Parliament and the Duke of Buckingham
From 'A History of the British Nation' by AD Innes, 1912
In the interval between these two latter dates [12 June and 26 June, 1628] the fact that peace had not been achieved became manifest. Parliament proceeded with the deferred attack upon Buckingham by drawing up its Remonstrance, and it also proceeded with a bill to grant the king tonnage and poundage for one year. Now in this lay the crux of the financial question. Was it or was it not within the king's right to levy that impost? Parliament assumed that it was not. The king assumed that it was.
Hitherto he had acted on that assumption throughout his reign. The claim of the Commons was an exceedingly doubtful one.
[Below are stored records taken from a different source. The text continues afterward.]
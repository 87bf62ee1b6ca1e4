//! Asynchronous bank-transfer rail: dispatch only enqueues the payout with
//! the provider; settlement arrives later through a status callback
//! correlated by the returned transfer id.

use async_trait::async_trait;
use rust_decimal::Decimal;
use serde::Deserialize;
use url::Url;

use crate::error::PaymentError;
use crate::model::PaymentMethod;

use super::{PaymentDispatch, PaymentService, PaymentStatusClass};

#[derive(Debug, Clone)]
pub struct BankRailConfig {
    pub base_url: Url,
    pub api_key: String,
    pub enabled: bool,
}

pub struct BankRailService {
    client: reqwest::Client,
    config: BankRailConfig,
}

#[derive(Debug, Deserialize)]
struct TransferResponse {
    accepted: bool,
    transfer_id: Option<String>,
}

impl BankRailService {
    pub fn new(client: reqwest::Client, config: BankRailConfig) -> Self {
        Self { client, config }
    }
}

#[async_trait]
impl PaymentService for BankRailService {
    fn method(&self) -> PaymentMethod {
        PaymentMethod::BankRail
    }

    fn is_async(&self) -> bool {
        true
    }

    fn is_enabled(&self) -> bool {
        self.config.enabled
    }

    async fn send_payment(
        &self,
        account: &str,
        value: Decimal,
        _qr_code: Option<&str>,
    ) -> Result<PaymentDispatch, PaymentError> {
        let url = self
            .config
            .base_url
            .join("transfers")
            .map_err(|e| PaymentError::Provider(format!("invalid base url: {e}")))?;

        let response = self
            .client
            .post(url)
            .bearer_auth(&self.config.api_key)
            .json(&serde_json::json!({
                "destination_account": account,
                "amount": value.to_string(),
            }))
            .send()
            .await?;

        if !response.status().is_success() {
            return Err(PaymentError::Provider(format!(
                "transfer returned status {}",
                response.status()
            )));
        }

        let body: TransferResponse = response.json().await?;

        Ok(PaymentDispatch {
            success: body.accepted,
            external_id: body.transfer_id,
        })
    }

    fn map_status(&self, raw_status: &str) -> PaymentStatusClass {
        match raw_status {
            "settled" | "executed" => PaymentStatusClass::Completed,
            "returned" | "rejected" | "cancelled" => PaymentStatusClass::Failed,
            _ => PaymentStatusClass::Processing,
        }
    }
}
In the first place, for two hundred years the grant had been made as a matter of form at the beginning of every reign for the whole period of the reign. Even if it were assumed that the Commons had never technically surrendered their right to withhold that grant, the attempt to exercise a technical right which had been in abeyance for two hundred years was doubtfully constitutional. Further, the Law Courts were the appointed authority for interpreting the law; in Bate's case the judges' decision for the Crown covered tonnage and poundage.
The Commons had indeed passed a traversing resolution, but the resolution of one chamber could not override the authority of the Courts, Thirdly, when the Commons in 1625 had departed from precedent and made the grant for one year only, the Lords had rejected the bill because of the unconstitutional limitation. Obviously then the king had an exceedingly strong case for his view. Further, if tonnage and poundage fell within the prerogative before the Petition of Right, no difference was made by the statute because according to the king's argument, and according to the claim of the Commons in presenting the petition, it deprived the king of no existing prerogatives, but was an Act declaratory of the existing law. No mention had been made in the petition itself of indirect taxes, but only of specified forms of taxation against which the Commons had an adequate case as be opposed to constitutional practice.
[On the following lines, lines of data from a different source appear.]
//! The generic instance engine: drives a flow's ordered steps, suspends on
//! waiting, resumes on signals. All coordination happens through the
//! conditional updates in [`super::store`]; the orchestrator itself holds no
//! state between calls.

use std::sync::Arc;

use sqlx::SqlitePool;
use tracing::{info, warn};
use uuid::Uuid;

use crate::error::FlowError;
use crate::transaction as transaction_repo;

use super::executors::{FlowExecutorRegistry, StepOutcome, StepRuntime};
use super::store;
use super::{
    FlowInstance, FlowSnapshot, FlowStatus, FlowStepInstance, InboundSignal, StepStatus,
    correlation_satisfied, resolve_correlation,
};

/// What became of one inbound signal.
#[derive(Debug, Clone, Copy, PartialEq, Eq)]
pub enum SignalDisposition {
    /// No flow instance matched; the signal is stored for audit only.
    Orphaned { signal_id: Uuid },
    /// An instance matched but no waiting step's correlation was satisfied.
    Unmatched { signal_id: Uuid },
    Consumed { signal_id: Uuid, step_id: Uuid },
}

pub struct FlowOrchestrator {
    pool: SqlitePool,
    registry: Arc<FlowExecutorRegistry>,
}

impl FlowOrchestrator {
    pub fn new(pool: SqlitePool, registry: Arc<FlowExecutorRegistry>) -> Self {
        Self { pool, registry }
    }

    /// Idempotent: an existing instance for the transaction is resumed, a
    /// second one is never created. Otherwise snapshots the corridor's
    /// enabled definition and creates one READY step per snapshot entry.
    #[tracing::instrument(skip(self))]
    pub async fn start_flow(&self, transaction_id: Uuid) -> Result<Uuid, FlowError> {
        if let Some(instance) =
            store::find_instance_by_transaction(&self.pool, transaction_id).await?
        {
            info!(instance_id = %instance.id, "flow instance already exists, resuming");
            self.run(instance.id).await?;
            return Ok(instance.id);
        }

        let tx = transaction_repo::find(&self.pool, transaction_id)
            .await?
            .ok_or(FlowError::TransactionNotFound(transaction_id))?;
        let corridor = tx.corridor();

        let definition = store::find_enabled_definition(&self.pool, &corridor)
            .await?
            .ok_or_else(|| FlowError::DefinitionNotFound(corridor.to_string()))?;

        let mut steps = definition.steps.clone();
        steps.sort_by_key(|s| s.order);

        let snapshot = FlowSnapshot {
            definition_id: definition.id,
            corridor,
            fee_bps: definition.fee_bps,
            steps,
        };

        let instance = FlowInstance {
            id: Uuid::new_v4(),
            transaction_id,
            definition_id: definition.id,
            status: FlowStatus::InProgress,
            current_step_order: snapshot.first_order(),
            snapshot,
        };

        let step_instances: Vec<FlowStepInstance> = instance
            .snapshot
            .steps
            .iter()
            .map(|spec| FlowStepInstance {
                id: Uuid::new_v4(),
                flow_instance_id: instance.id,
                step_order: spec.order,
                step_type: spec.step_type,
                status: StepStatus::Ready,
                attempts: 0,
                correlation: spec
                    .signal_match
                    .as_ref()
                    .map(|template| resolve_correlation(template, transaction_id)),
                config: spec.config.clone(),
                input: None,
                output: None,
                error: None,
            })
            .collect();

        match store::create_instance(&self.pool, &instance, &step_instances).await {
            Ok(()) => {}
            Err(crate::error::PersistenceError::Database(sqlx::Error::Database(db)))
                if db.is_unique_violation() =>
            {
                // Another worker created the instance between our lookup and
                // insert; resume that one.
                let existing = store::find_instance_by_transaction(&self.pool, transaction_id)
                    .await?
                    .ok_or(FlowError::TransactionNotFound(transaction_id))?;
                info!(instance_id = %existing.id, "lost instance-creation race, resuming");
                self.run(existing.id).await?;
                return Ok(existing.id);
            }
            Err(e) => return Err(e.into()),
        }

        self.run(instance.id).await?;
        Ok(instance.id)
    }

    /// Claims and executes steps until the chain suspends, fails, or runs
    /// out. Safe to call from any context: every claim is conditional and
    /// losing one just returns.
    #[tracing::instrument(skip(self))]
    pub async fn run(&self, flow_instance_id: Uuid) -> Result<(), FlowError> {
        loop {
            let instance = store::find_instance(&self.pool, flow_instance_id)
                .await?
                .ok_or(FlowError::InstanceNotFound(flow_instance_id))?;

            if matches!(instance.status, FlowStatus::Completed | FlowStatus::Failed) {
                return Ok(());
            }

            let Some(order) = instance.current_step_order else {
                store::set_instance_state(&self.pool, instance.id, FlowStatus::Completed, None)
                    .await?;
                info!("flow completed");
                return Ok(());
            };

            let step = store::find_step(&self.pool, instance.id, order)
                .await?
                .ok_or(FlowError::StepNotFound {
                    instance_id: instance.id,
                    step_order: order,
                })?;

            match step.status {
                StepStatus::Succeeded => {
                    self.advance(&instance, order).await?;
                }
                StepStatus::Failed => {
                    store::set_instance_state(
                        &self.pool,
                        instance.id,
                        FlowStatus::Failed,
                        Some(order),
                    )
                    .await?;
                    return Ok(());
                }
                StepStatus::Waiting => {
                    store::set_instance_state(
                        &self.pool,
                        instance.id,
                        FlowStatus::Waiting,
                        Some(order),
                    )
                    .await?;
                    return Ok(());
                }
                StepStatus::Running => {
                    info!(step_order = order, "step already running elsewhere");
                    return Ok(());
                }
                StepStatus::Ready => {
                    if !store::claim_step(&self.pool, step.id).await? {
                        info!(step_order = order, "lost step claim, yielding");
                        return Ok(());
                    }

                    let runtime = self.build_runtime(&instance).await?;
                    store::set_step_input(
                        &self.pool,
                        step.id,
                        &serde_json::json!({ "transaction_id": runtime.transaction.id }),
                    )
                    .await?;

                    let executor = self.registry.get(step.step_type)?;
                    let outcome = match executor.execute(&step, &runtime).await {
                        Ok(outcome) => outcome,
                        Err(e) => {
                            warn!(step_order = order, "step executor error: {e}");
                            StepOutcome::Failed {
                                error: e.to_string(),
                            }
                        }
                    };

                    match outcome {
                        StepOutcome::Succeeded { output } => {
                            store::complete_step(&self.pool, step.id, StepStatus::Running, &output)
                                .await?;
                            self.advance(&instance, order).await?;
                        }
                        StepOutcome::Waiting { correlation } => {
                            store::wait_step(
                                &self.pool,
                                step.id,
                                StepStatus::Running,
                                correlation.as_ref(),
                            )
                            .await?;
                            store::set_instance_state(
                                &self.pool,
                                instance.id,
                                FlowStatus::Waiting,
                                Some(order),
                            )
                            .await?;
                            return Ok(());
                        }
                        StepOutcome::Failed { error } => {
                            store::fail_step(&self.pool, step.id, StepStatus::Running, &error)
                                .await?;
                            store::set_instance_state(
                                &self.pool,
                                instance.id,
                                FlowStatus::Failed,
                                Some(order),
                            )
                            .await?;
                            return Ok(());
                        }
                    }
                }
            }
        }
    }

    /// Persists the signal, matches it against the owning instance's waiting
    /// steps, and resumes the chain when the matched step succeeds. At most
    /// one step is affected per call.
    #[tracing::instrument(skip(self, signal), fields(event_type = %signal.event_type))]
    pub async fn handle_signal(
        &self,
        signal: &InboundSignal,
    ) -> Result<SignalDisposition, FlowError> {
        // Stored before any matching so even orphans leave an audit trail.
        let signal_id = store::insert_signal(&self.pool, signal).await?;

        let instance = match signal
            .correlation
            .get("transaction_id")
            .and_then(|v| Uuid::parse_str(v).ok())
        {
            Some(transaction_id) => {
                store::find_instance_by_transaction(&self.pool, transaction_id).await?
            }
            None => None,
        };

        let Some(instance) = instance else {
            warn!(%signal_id, "orphaned signal, no matching flow instance");
            return Ok(SignalDisposition::Orphaned { signal_id });
        };

        let waiting = store::waiting_steps(&self.pool, instance.id).await?;
        let Some(step) = waiting
            .into_iter()
            .find(|s| correlation_satisfied(s.correlation.as_ref(), &signal.correlation))
        else {
            info!(%signal_id, "signal matched no waiting step, stored unconsumed");
            return Ok(SignalDisposition::Unmatched { signal_id });
        };

        let executor = self.registry.get(step.step_type)?;
        let outcome = if executor.handles_signals() {
            let runtime = self.build_runtime(&instance).await?;
            match executor.on_signal(&step, &runtime, signal).await {
                Ok(outcome) => outcome,
                Err(e) => {
                    warn!(step_order = step.step_order, "signal handler error: {e}");
                    StepOutcome::Failed {
                        error: e.to_string(),
                    }
                }
            }
        } else {
            StepOutcome::Succeeded {
                output: serde_json::Value::Null,
            }
        };

        match outcome {
            StepOutcome::Succeeded { output } => {
                if !store::complete_step(&self.pool, step.id, StepStatus::Waiting, &output).await? {
                    info!("waiting step resolved concurrently, signal left unconsumed");
                    return Ok(SignalDisposition::Unmatched { signal_id });
                }
                store::consume_signal(&self.pool, signal_id, instance.id, step.id).await?;
                self.run(instance.id).await?;
                Ok(SignalDisposition::Consumed { signal_id, step_id: step.id })
            }
            StepOutcome::Waiting { correlation } => {
                store::wait_step(&self.pool, step.id, StepStatus::Waiting, correlation.as_ref())
                    .await?;
                store::consume_signal(&self.pool, signal_id, instance.id, step.id).await?;
                Ok(SignalDisposition::Consumed { signal_id, step_id: step.id })
            }
            StepOutcome::Failed { error } => {
                if !store::fail_step(&self.pool, step.id, StepStatus::Waiting, &error).await? {
                    return Ok(SignalDisposition::Unmatched { signal_id });
                }
                store::consume_signal(&self.pool, signal_id, instance.id, step.id).await?;
                store::set_instance_state(
                    &self.pool,
                    instance.id,
                    FlowStatus::Failed,
                    Some(step.step_order),
                )
                .await?;
                Ok(SignalDisposition::Consumed { signal_id, step_id: step.id })
            }
        }
    }

    async fn advance(&self, instance: &FlowInstance, order: i64) -> Result<(), FlowError> {
        match instance.snapshot.next_order_after(order) {
            Some(next) => {
                store::set_instance_state(
                    &self.pool,
                    instance.id,
                    FlowStatus::InProgress,
                    Some(next),
                )
                .await?;
            }
            None => {
                store::set_instance_state(&self.pool, instance.id, FlowStatus::Completed, None)
                    .await?;
                info!("flow completed");
            }
        }
        Ok(())
    }

    /// Rebuilds the step runtime from persisted state: transaction facts
    /// plus the outputs of every succeeded step.
    async fn build_runtime(&self, instance: &FlowInstance) -> Result<StepRuntime, FlowError> {
        let transaction = transaction_repo::find(&self.pool, instance.transaction_id)
            .await?
            .ok_or(FlowError::TransactionNotFound(instance.transaction_id))?;
        let prior_outputs = store::succeeded_outputs(&self.pool, instance.id).await?;

        Ok(StepRuntime {
            transaction,
            prior_outputs,
        })
    }
}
The only possible retort for the Commons was that the phrase "or other such charge" was intended to cover indirect taxation that the king was perfectly well aware that this was the meaning of the Commons and that in assenting to the petition he was accepting the doctrine of the Commons that the legal decision in Bate's case had been wrong and that the practice of two hundred years had not deprived the House of a right which it had always held in reserve.
To the plain man the plain fact would appear to be that both the Crown and the Commons shirked the issue in the Petition of Right, and left the taxation clauses intentionally indefiniite because each party intended to insist on its own interpretation of the indefinite phrase as part and parcel of the terms on which the subsidies had been granted. Each hoped indirectly to score the victory on the vital point which both thoroughly recognised. The king would be completelv under the financial control of the Commons if he had annually to obtain their authority for levying indirect taxes; which was precisely what the Commons were bent on securing and the king was bent on avoiding.
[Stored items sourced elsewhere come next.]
//! On-chain wallet operations behind a custodian seam: sending refunds and
//! treasury transfers, and resolving the sender address of a deposit.

pub mod mock;

use std::collections::HashMap;
use std::sync::Arc;

use async_trait::async_trait;
use rust_decimal::Decimal;
use serde::Deserialize;
use url::Url;

use crate::error::WalletError;
use crate::model::{Blockchain, CryptoCurrency};

#[derive(Debug, Clone, PartialEq, Eq)]
pub struct WalletTransfer {
    pub success: bool,
    pub transaction_id: Option<String>,
}

#[async_trait]
pub trait WalletHandler: Send + Sync {
    fn blockchain(&self) -> Blockchain;

    async fn send(
        &self,
        address: &str,
        amount: Decimal,
        crypto_currency: CryptoCurrency,
    ) -> Result<WalletTransfer, WalletError>;

    /// Resolves the depositor address from an on-chain transaction id, for
    /// refunds where the sender is no longer known locally.
    async fn address_from_transaction(&self, on_chain_id: &str) -> Result<String, WalletError>;
}

pub struct WalletRegistry {
    handlers: HashMap<Blockchain, Arc<dyn WalletHandler>>,
}

impl WalletRegistry {
    pub fn new(handlers: Vec<Arc<dyn WalletHandler>>) -> Self {
        Self {
            handlers: handlers.into_iter().map(|h| (h.blockchain(), h)).collect(),
        }
    }

    pub fn get(&self, blockchain: Blockchain) -> Result<&Arc<dyn WalletHandler>, WalletError> {
        self.handlers
            .get(&blockchain)
            .ok_or(WalletError::UnsupportedBlockchain(blockchain))
    }
}

/// Wallet operations delegated to the treasury custodian's HTTP API; keys
/// never live in this process.
#[derive(Debug, Clone)]
pub struct CustodianConfig {
    pub base_url: Url,
    pub api_key: String,
}

pub struct CustodianWalletHandler {
    client: reqwest::Client,
    config: CustodianConfig,
    blockchain: Blockchain,
}

#[derive(Debug, Deserialize)]
struct CustodianTransferResponse {
    success: bool,
    tx_id: Option<String>,
}

#[derive(Debug, Deserialize)]
struct CustodianTransactionResponse {
    from_address: Option<String>,
}

impl CustodianWalletHandler {
    pub fn new(client: reqwest::Client, config: CustodianConfig, blockchain: Blockchain) -> Self {
        Self {
            client,
            config,
            blockchain,
        }
    }

    fn endpoint(&self, path: &str) -> Result<Url, WalletError> {
        self.config
            .base_url
            .join(path)
            .map_err(|e| WalletError::Custodian(format!("invalid base url: {e}")))
    }
}

#[async_trait]
impl WalletHandler for CustodianWalletHandler {
    fn blockchain(&self) -> Blockchain {
        self.blockchain
    }

    async fn send(
        &self,
        address: &str,
        amount: Decimal,
        crypto_currency: CryptoCurrency,
    ) -> Result<WalletTransfer, WalletError> {
        let response = self
            .client
            .post(self.endpoint("transfers")?)
            .bearer_auth(&self.config.api_key)
            .json(&serde_json::json!({
                "blockchain": self.blockchain,
                "asset": crypto_currency,
                "destination": address,
                "amount": amount.to_string(),
            }))
            .send()
            .await?;

        if !response.status().is_success() {
            return Err(WalletError::Custodian(format!(
                "transfer returned status {}",
                response.status()
            )));
        }

        let body: CustodianTransferResponse = response.json().await?;

        Ok(WalletTransfer {
            success: body.success,
            transaction_id: body.tx_id,
        })
    }

    async fn address_from_transaction(&self, on_chain_id: &str) -> Result<String, WalletError> {
        let path = format!("chains/{}/transactions/{on_chain_id}", self.blockchain);
        let response = self
            .client
            .get(self.endpoint(&path)?)
            .bearer_auth(&self.config.api_key)
            .send()
            .await?;

        if response.status() == reqwest::StatusCode::NOT_FOUND {
            return Err(WalletError::TransactionNotFound(on_chain_id.to_string()));
        }
        if !response.status().is_success() {
            return Err(WalletError::Custodian(format!(
                "transaction lookup returned status {}",
                response.status()
            )));
        }

        let body: CustodianTransactionResponse = response.json().await?;
        body.from_address
            .ok_or_else(|| WalletError::TransactionNotFound(on_chain_id.to_string()))
    }
}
The Tonnage and Poundage Bill
Such, then, was the. position of affairs when the House of Commons sent up its Tonnage and Poundage Bill accompanied by a declaration that the levying of the impost without parliamentary authority had been illegal.
The king met the Commons with a flat refusal to accept the bill, or to surrender his constitutional right to levy tonnage and poundage without parliament's consent. He was able to do so because the subsidies were already secured. The weight of opinion undoubtedly favours the view that Charles was technically in the right, and that on this question the Commons were the innovators, not the Crown.